The pads, built at a distant training area, will be used to move and consolidate America’s position in Okinawa, and cede control of earlier-held areas back to Japan.
According to reports, 31 of the 33 plaintiffs hail from the Takae group of Higashi village, with others coming from the Kunigami and Aha villages. The Japanese Defense Ministry says that Aha and Kunigami are both close to helipads constructed in 2014 and given to the US military a year later.
Yukine Ashimine, a 45-year-old Takae resident, told Stripes.com, “If and when all of [helicopter landing zones] are completed, this entire community of 150 residents will become unlivable.” She said that the helicopters scare her family and make her house shake, adding, “Ospreys fly so low over our home every day until almost 11 at night.”
The Japanese government maintains that helipad construction will benefit Okinawa, as it will replace land returned by the US from the Northern Training Area, the largest transaction of its kind since 1972.

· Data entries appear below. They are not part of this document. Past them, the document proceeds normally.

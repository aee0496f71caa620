//! Hash-to-curve for message points.

use crate::points::SignaturePoint;
use bls12_381::hash_to_curve::{ExpandMsgXmd, HashToCurve};
use bls12_381::G1Projective;

/// Domain separation tag for validator signatures (minimal-signature-size
/// basic scheme: signatures in G1, keys in G2).
pub const SIGNATURE_DST: &[u8] = b"BLS_SIG_BLS12381G1_XMD:SHA-256_SSWU_RO_NUL_";

/// Deterministically map a message to a point in the signature group.
///
/// RFC 9380 `hash_to_curve` with `expand_message_xmd(SHA-256)` and the
/// simplified SWU map. The output is always in the prime-order subgroup.
pub fn hash_to_signature_point(message: &[u8], dst: &[u8]) -> SignaturePoint {
    let point =
        <G1Projective as HashToCurve<ExpandMsgXmd<sha2_09::Sha256>>>::hash_to_curve(message, dst);
    SignaturePoint::from_inner(point)
}
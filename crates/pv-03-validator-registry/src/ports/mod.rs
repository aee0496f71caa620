//! Registry ports

pub mod inbound;
pub mod outbound;
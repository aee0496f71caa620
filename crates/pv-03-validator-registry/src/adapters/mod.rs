//! Registry adapters

pub mod treasury;
//! # Payment Validation Test Suite
//!
//! ## Structure
//!
//! ```text
//! tests/
//! ├── src/integration/   # registry + request machine + aggregator, wired
//! │   ├── harness.rs     # node on a manual clock, validator keys
//! │   ├── scenarios.rs   # end-to-end lifecycle scenarios
//! │   └── event_flow.rs  # events observed on the shared bus
//! └── benches/           # aggregation and verification throughput
//! ```
//!
//! ## Running Tests
//!
//! ```bash
//! cargo test -p pv-tests
//! cargo bench -p pv-tests
//! ```

pub mod integration;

Ikuko Isa, 55, another Takae resident told the Japan Times last week “Osprey aircraft fly around the community once an exercise starts and their low-altitude flights shake our buildings.”

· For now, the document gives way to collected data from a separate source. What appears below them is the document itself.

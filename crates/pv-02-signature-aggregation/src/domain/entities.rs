//! # Domain Entities
//!
//! Signature and key encodings exchanged with validators, plus the
//! aggregation proof stored on completed requests.

use super::errors::{SignatureError, SignatureResult};
use pv_01_curve_arithmetic::{CurveResult, KeyPoint, SignaturePoint};
use serde::{Deserialize, Serialize};
use serde_with::{serde_as, Bytes};
use shared_types::{Address, Hash};

/// Width of a classical `r || s || v` signature.
pub const ECDSA_SIGNATURE_LEN: usize = 65;

// =============================================================================
// ECDSA Types (secp256k1)
// =============================================================================

/// ECDSA signature on the secp256k1 curve.
#[derive(Clone, Debug, PartialEq, Eq, Serialize, Deserialize)]
pub struct EcdsaSignature {
    /// R component (32 bytes)
    pub r: [u8; 32],
    /// S component (32 bytes)
    pub s: [u8; 32],
    /// Recovery ID (0, 1, 27, or 28)
    pub v: u8,
}

impl EcdsaSignature {
    /// Parse the 65-byte `r || s || v` wire form.
    pub fn from_bytes(bytes: &[u8]) -> SignatureResult<Self> {
        if bytes.len() != ECDSA_SIGNATURE_LEN {
            return Err(SignatureError::InvalidFormat);
        }
        let mut r = [0u8; 32];
        let mut s = [0u8; 32];
        r.copy_from_slice(&bytes[..32]);
        s.copy_from_slice(&bytes[32..64]);
        Ok(Self { r, s, v: bytes[64] })
    }

    /// Encode as `r || s || v`.
    pub fn to_bytes(&self) -> [u8; ECDSA_SIGNATURE_LEN] {
        let mut out = [0u8; ECDSA_SIGNATURE_LEN];
        out[..32].copy_from_slice(&self.r);
        out[32..64].copy_from_slice(&self.s);
        out[64] = self.v;
        out
    }
}

// =============================================================================
// BLS Types (BLS12-381, min_sig)
// =============================================================================

/// BLS signature (G1 point, compressed).
#[serde_as]
#[derive(Clone, Copy, Debug, PartialEq, Eq, Serialize, Deserialize)]
pub struct BlsSignature {
    /// G1 point (48 bytes compressed)
    #[serde_as(as = "Bytes")]
    pub bytes: [u8; 48],
}

impl BlsSignature {
    /// Wrap an already-computed point.
    pub fn from_point(point: &SignaturePoint) -> Self {
        Self {
            bytes: point.to_compressed(),
        }
    }

    /// Parse from a slice of exactly 48 bytes.
    pub fn from_slice(bytes: &[u8]) -> Option<Self> {
        let bytes: [u8; 48] = bytes.try_into().ok()?;
        Some(Self { bytes })
    }

    /// Decompress and validate (on curve, in subgroup, not identity).
    pub fn decode(&self) -> CurveResult<SignaturePoint> {
        let point = SignaturePoint::from_compressed(&self.bytes)?;
        point.validate()?;
        Ok(point)
    }
}

/// BLS public key (G2 point, compressed).
#[serde_as]
#[derive(Clone, Copy, Debug, PartialEq, Eq, Hash, Serialize, Deserialize)]
pub struct BlsPublicKey {
    /// G2 point (96 bytes compressed)
    #[serde_as(as = "Bytes")]
    pub bytes: [u8; 96],
}

impl BlsPublicKey {
    /// Wrap an already-computed point.
    pub fn from_point(point: &KeyPoint) -> Self {
        Self {
            bytes: point.to_compressed(),
        }
    }

    /// Parse from a slice of exactly 96 bytes.
    pub fn from_slice(bytes: &[u8]) -> Option<Self> {
        let bytes: [u8; 96] = bytes.try_into().ok()?;
        Some(Self { bytes })
    }

    /// Decompress and validate (on curve, in subgroup, not identity).
    pub fn decode(&self) -> CurveResult<KeyPoint> {
        let point = KeyPoint::from_compressed(&self.bytes)?;
        point.validate()?;
        Ok(point)
    }
}

// =============================================================================
// Aggregation Types
// =============================================================================

/// One validator's point signature over a request's message hash.
#[derive(Clone, Debug, PartialEq, Eq)]
pub struct SignatureShare {
    /// Validator that produced the share
    pub signer: Address,
    /// Message hash the share claims to sign
    pub message_hash: Hash,
    /// The signature itself
    pub signature: BlsSignature,
}

/// Aggregated proof that a set of validators signed one message hash.
///
/// `signers` keeps submission order. The aggregate point is the same for
/// any ordering of the same shares.
#[derive(Clone, Debug, PartialEq, Eq)]
pub struct AggregationResult {
    /// Sum of the folded signature points
    pub aggregated_signature: SignaturePoint,
    /// Signers whose shares were folded, with their public keys
    pub signers: Vec<(Address, KeyPoint)>,
    /// Message hash every share signs
    pub message_hash: Hash,
    /// False when some share failed individual verification
    pub valid: bool,
}

impl AggregationResult {
    /// Number of signers folded into the proof.
    pub fn signer_count(&self) -> usize {
        self.signers.len()
    }

    /// Public keys in signer order.
    pub fn public_keys(&self) -> Vec<KeyPoint> {
        self.signers.iter().map(|(_, pk)| *pk).collect()
    }

    /// Signer addresses in submission order.
    pub fn signer_addresses(&self) -> Vec<Address> {
        self.signers.iter().map(|(addr, _)| *addr).collect()
    }
}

Protesters at the helipad construction site and in Tokyo have been met with riot police. One demonstration in July saw police descend on the protesters, outnumbering them five to one. Opposition escalated recently following Tokyo’s attempt to restart construction.
“It’s been 71 years since the war ended and America is still occupying large parts of Okinawa, freely roaming around Okinawa’s skies and waters,” said Keiko Itokazu, a lawmaker born in Okinawa, quoted by Military.com. “Okinawa is not treated as an equal of the rest of Japan.”